Here's what Telia Company 's Hakan Dahlstrom, president of mobility services, said about OTT services at the event:

    One hears that OTT is taking our business, but I don't believe that. All OTT is increasing the value of access we provide to the end customer. We have to understand this and put it into our pricing models.

    I don't see OTT players as a problem. Some have services that could change the revenue stream that we have on voice. ... Then we need to provide an alternative.

That sounds reasonable. But this is the same operator that has said it doesn't want customers to use free voice over IP (VoIP) on its 4G networks unless they have paid an extra charge to do so, and it wants to throttle the bandwidth on those customers who use those free VoIP services without paying. For more on this, check out this video interview and these articles from Light Reading Mobile:

Are these positions as contradictory as they sound? Perhaps not. Maybe charging for a special VoIP tariff is a type of tiered offering that makes sense as operators seek to distinguish among different quality-of-service levels on their 4G networks. It could be what Dahlstrom meant by factoring OTT into the operator's pricing models.

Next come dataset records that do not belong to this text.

//! PPO Trainer implementation
//!
//! [`PPOTrainer`] owns the epoch/minibatch schedule. The gradient step itself
//! belongs to the model through [`PpoModel`], so the trainer never touches
//! network or optimizer internals.

use anyhow::Result;
use rand::{rngs::StdRng, SeedableRng};

use super::{config::PPOConfig, stats::TrainingStats};
use crate::buffer::rollout::{minibatch_partition, Minibatch, RolloutBatch};

/// A model that can take one clipped-surrogate gradient step
pub trait PpoModel {
    /// Run one optimizer step on `minibatch` and report its losses
    ///
    /// Advantages in `minibatch` are already normalized.
    fn train_minibatch(
        &mut self,
        learning_rate: f64,
        clip_range: f64,
        minibatch: &Minibatch,
    ) -> Result<TrainingStats>;
}

/// PPO Trainer for policy optimization
///
/// Runs `n_epochs` passes over each rollout, reshuffling the sample order
/// every epoch and cutting it into `n_minibatches` equal slices.
#[derive(Debug)]
pub struct PPOTrainer {
    config: PPOConfig,
    rng: StdRng,
    total_updates: usize,
}

impl PPOTrainer {
    /// Create a new PPO trainer
    ///
    /// # Arguments
    ///
    /// * `config` - PPO configuration parameters
    pub fn new(config: PPOConfig) -> Result<Self> {
        config.validate()?;

        let rng = match config.seed {
            Some(seed) => StdRng::seed_from_u64(seed),
            None => StdRng::from_entropy(),
        };

        Ok(Self {
            config,
            rng,
            total_updates: 0,
        })
    }

    /// Get the configuration
    pub fn config(&self) -> &PPOConfig {
        &self.config
    }

    /// Number of completed `update` calls
    pub fn total_updates(&self) -> usize {
        self.total_updates
    }

    /// Train on one rollout
    ///
    /// Every minibatch gets its advantages normalized before the gradient
    /// step. The returned statistics are the mean over all
    /// `n_epochs * n_minibatches` steps.
    ///
    /// # Panics
    ///
    /// Panics if the batch size is not divisible by `n_minibatches`.
    pub fn update<M: PpoModel + ?Sized>(
        &mut self,
        model: &mut M,
        learning_rate: f64,
        clip_range: f64,
        batch: &RolloutBatch,
    ) -> Result<TrainingStats> {
        let mut stats_sum = TrainingStats::zeros();

        for _epoch in 0..self.config.n_epochs {
            let partition =
                minibatch_partition(batch.len(), self.config.n_minibatches, &mut self.rng);

            for indices in &partition {
                let mut minibatch = Minibatch::gather(batch, indices);
                minibatch.normalize_advantages();

                stats_sum += &model.train_minibatch(learning_rate, clip_range, &minibatch)?;
            }
        }

        self.total_updates += 1;
        Ok(stats_sum.average())
    }
}

#[cfg(test)]
mod tests {
    use super::*;

    /// Records what it was trained on; loss equals the call index
    #[derive(Default)]
    struct RecordingModel {
        calls: Vec<(f64, f64, Vec<i64>, Vec<f32>)>,
    }

    impl PpoModel for RecordingModel {
        fn train_minibatch(
            &mut self,
            learning_rate: f64,
            clip_range: f64,
            minibatch: &Minibatch,
        ) -> Result<TrainingStats> {
            let step = self.calls.len() as f64;
            self.calls.push((
                learning_rate,
                clip_range,
                minibatch.actions.clone(),
                minibatch.advantages.clone(),
            ));
            Ok(TrainingStats::new(step, 2.0 * step, 1.0, 0.0, 0.5))
        }
    }

    fn batch(size: usize) -> RolloutBatch {
        RolloutBatch {
            obs_dim: 1,
            observations: (0..size).map(|i| i as f32).collect(),
            actions: (0..size as i64).collect(),
            values: vec![0.0; size],
            log_probs: vec![-1.0; size],
            dones: vec![false; size],
            advantages: (0..size).map(|i| (i * i) as f32).collect(),
            returns: vec![1.0; size],
        }
    }

    fn trainer(n_epochs: usize, n_minibatches: usize) -> PPOTrainer {
        let config = PPOConfig::new()
            .n_envs(2)
            .n_steps(6)
            .n_epochs(n_epochs)
            .n_minibatches(n_minibatches)
            .seed(5);
        PPOTrainer::new(config).unwrap()
    }

    #[test]
    fn test_epochs_cover_every_sample_once() {
        let mut trainer = trainer(3, 4);
        let mut model = RecordingModel::default();

        trainer.update(&mut model, 1e-3, 0.2, &batch(12)).unwrap();

        assert_eq!(model.calls.len(), 12);
        for epoch in model.calls.chunks(4) {
            let mut seen: Vec<i64> = epoch.iter().flat_map(|c| c.2.clone()).collect();
            seen.sort_unstable();
            assert_eq!(seen, (0..12).collect::<Vec<_>>());
        }
        assert!(model.calls.iter().all(|c| c.0 == 1e-3 && c.1 == 0.2));
        assert_eq!(trainer.total_updates(), 1);
    }

    #[test]
    fn test_advantages_normalized_per_minibatch() {
        let mut trainer = trainer(1, 2);
        let mut model = RecordingModel::default();

        trainer.update(&mut model, 1e-3, 0.2, &batch(12)).unwrap();

        for (_, _, _, advantages) in &model.calls {
            let n = advantages.len() as f32;
            let mean = advantages.iter().sum::<f32>() / n;
            let var = advantages.iter().map(|a| (a - mean).powi(2)).sum::<f32>() / n;
            assert!(mean.abs() < 1e-5, "mean {mean}");
            assert!((var - 1.0).abs() < 1e-3, "var {var}");
        }
    }

    #[test]
    fn test_reported_losses_are_means() {
        let mut trainer = trainer(2, 2);
        let mut model = RecordingModel::default();

        let stats = trainer.update(&mut model, 1e-3, 0.2, &batch(12)).unwrap();

        // Four steps with policy losses 0, 1, 2, 3
        assert_eq!(stats.policy_loss, 1.5);
        assert_eq!(stats.value_loss, 3.0);
        assert_eq!(stats.clip_fraction, 0.5);
        assert_eq!(stats.num_updates, 4);
    }

    #[test]
    fn test_invalid_config_rejected() {
        let config = PPOConfig::new().n_envs(3).n_steps(3).n_minibatches(2);
        assert!(PPOTrainer::new(config).is_err());
    }

    #[test]
    fn test_same_seed_same_order() {
        let mut a = RecordingModel::default();
        let mut b = RecordingModel::default();
        trainer(2, 3).update(&mut a, 1e-3, 0.1, &batch(12)).unwrap();
        trainer(2, 3).update(&mut b, 1e-3, 0.1, &batch(12)).unwrap();

        let order = |m: &RecordingModel| m.calls.iter().map(|c| c.2.clone()).collect::<Vec<_>>();
        assert_eq!(order(&a), order(&b));
    }
}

Dahlstrom also said that TeliaSonera was in the process of shifting from being a voice-centric business to a data-centric business. That's a seismic shift and the Swedish operator is not alone in facing it. But where 4G voice and messaging services are concerned, that transition looks more like limbo, because mobile operators do not yet have an IP voice alternative to the likes of Skype Ltd. and WhatsApp.

One such alternative is IP Multimedia Subsystem (IMS)-based VoLTE technology, but for TeliaSonera, that won't be available until next year.

I think the mixed messages about OTT will continue for a while yet -- operators will go on liking and loathing them. But really, they are only bad for operators if they can't come up with a compelling alternative or find ways to get value out of delivering those services that their customers want.